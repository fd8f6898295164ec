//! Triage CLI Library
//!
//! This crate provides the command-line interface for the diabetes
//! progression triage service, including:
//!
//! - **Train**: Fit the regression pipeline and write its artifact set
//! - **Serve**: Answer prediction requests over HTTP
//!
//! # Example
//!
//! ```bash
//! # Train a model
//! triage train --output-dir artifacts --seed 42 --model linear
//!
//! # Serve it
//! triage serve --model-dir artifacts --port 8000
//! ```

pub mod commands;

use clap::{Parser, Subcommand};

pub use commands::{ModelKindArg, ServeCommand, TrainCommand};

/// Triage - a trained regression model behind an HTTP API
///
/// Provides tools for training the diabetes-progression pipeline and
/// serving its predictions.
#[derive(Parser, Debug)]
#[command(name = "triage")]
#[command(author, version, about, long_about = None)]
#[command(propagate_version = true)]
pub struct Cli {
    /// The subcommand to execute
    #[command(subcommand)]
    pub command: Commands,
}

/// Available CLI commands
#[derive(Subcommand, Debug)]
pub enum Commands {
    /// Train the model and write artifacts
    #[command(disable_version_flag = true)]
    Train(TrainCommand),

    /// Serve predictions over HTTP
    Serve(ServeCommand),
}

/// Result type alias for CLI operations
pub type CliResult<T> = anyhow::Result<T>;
* * *
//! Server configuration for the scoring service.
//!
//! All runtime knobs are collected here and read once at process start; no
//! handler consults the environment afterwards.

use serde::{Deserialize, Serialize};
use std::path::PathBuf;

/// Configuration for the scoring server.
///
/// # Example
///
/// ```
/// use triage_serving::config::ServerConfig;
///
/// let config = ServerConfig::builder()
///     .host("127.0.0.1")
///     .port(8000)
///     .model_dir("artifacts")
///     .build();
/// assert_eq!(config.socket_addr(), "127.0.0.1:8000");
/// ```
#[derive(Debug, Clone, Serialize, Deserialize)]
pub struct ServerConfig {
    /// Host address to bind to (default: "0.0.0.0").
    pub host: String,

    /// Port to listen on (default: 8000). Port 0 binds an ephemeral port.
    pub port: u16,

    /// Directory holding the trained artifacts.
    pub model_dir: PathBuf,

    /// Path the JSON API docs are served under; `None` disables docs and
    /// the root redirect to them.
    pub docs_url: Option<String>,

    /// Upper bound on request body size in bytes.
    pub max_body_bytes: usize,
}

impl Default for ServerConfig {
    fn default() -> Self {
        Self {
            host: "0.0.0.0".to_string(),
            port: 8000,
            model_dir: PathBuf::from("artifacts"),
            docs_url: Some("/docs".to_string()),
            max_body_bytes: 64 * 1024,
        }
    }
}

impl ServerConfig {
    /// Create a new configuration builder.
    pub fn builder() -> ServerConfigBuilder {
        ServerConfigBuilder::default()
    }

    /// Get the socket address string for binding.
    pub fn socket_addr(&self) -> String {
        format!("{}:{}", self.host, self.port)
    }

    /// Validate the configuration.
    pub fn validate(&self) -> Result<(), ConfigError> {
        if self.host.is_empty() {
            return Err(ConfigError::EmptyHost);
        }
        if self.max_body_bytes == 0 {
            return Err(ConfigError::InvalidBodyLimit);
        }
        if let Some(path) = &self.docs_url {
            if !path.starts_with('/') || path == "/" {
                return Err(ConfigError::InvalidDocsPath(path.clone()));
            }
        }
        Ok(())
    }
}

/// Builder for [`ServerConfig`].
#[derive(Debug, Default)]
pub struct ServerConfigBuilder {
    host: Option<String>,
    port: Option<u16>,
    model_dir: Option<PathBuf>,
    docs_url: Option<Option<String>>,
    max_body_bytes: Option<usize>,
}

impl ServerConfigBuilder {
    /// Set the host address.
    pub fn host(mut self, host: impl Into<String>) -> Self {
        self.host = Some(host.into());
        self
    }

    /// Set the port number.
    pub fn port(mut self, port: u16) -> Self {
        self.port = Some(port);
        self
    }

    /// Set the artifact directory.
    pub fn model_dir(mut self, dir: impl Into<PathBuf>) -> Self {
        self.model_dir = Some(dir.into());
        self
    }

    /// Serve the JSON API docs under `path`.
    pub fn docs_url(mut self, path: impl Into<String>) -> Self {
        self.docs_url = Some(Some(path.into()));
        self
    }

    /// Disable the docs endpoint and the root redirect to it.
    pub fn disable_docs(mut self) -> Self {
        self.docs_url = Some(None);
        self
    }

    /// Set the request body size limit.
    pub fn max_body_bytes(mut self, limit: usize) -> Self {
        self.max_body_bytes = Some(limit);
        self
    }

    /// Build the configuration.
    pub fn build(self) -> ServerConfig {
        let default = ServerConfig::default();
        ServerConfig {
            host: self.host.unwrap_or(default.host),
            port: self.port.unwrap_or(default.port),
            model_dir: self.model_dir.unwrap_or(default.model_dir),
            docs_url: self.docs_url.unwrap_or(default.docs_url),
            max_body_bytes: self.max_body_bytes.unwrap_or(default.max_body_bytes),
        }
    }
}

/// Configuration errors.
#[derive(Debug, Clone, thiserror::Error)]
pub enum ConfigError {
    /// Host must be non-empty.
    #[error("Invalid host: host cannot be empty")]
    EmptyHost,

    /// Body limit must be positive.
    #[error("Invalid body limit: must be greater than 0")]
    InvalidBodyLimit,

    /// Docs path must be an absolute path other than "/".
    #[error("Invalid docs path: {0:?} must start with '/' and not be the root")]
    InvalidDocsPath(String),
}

EXERCISE GOAL –
If a line in the material contains the word "write", copy that line.

TASK ANSWER –
//! - **Train**: Fit the regression pipeline and write its artifact set
    /// Train the model and write artifacts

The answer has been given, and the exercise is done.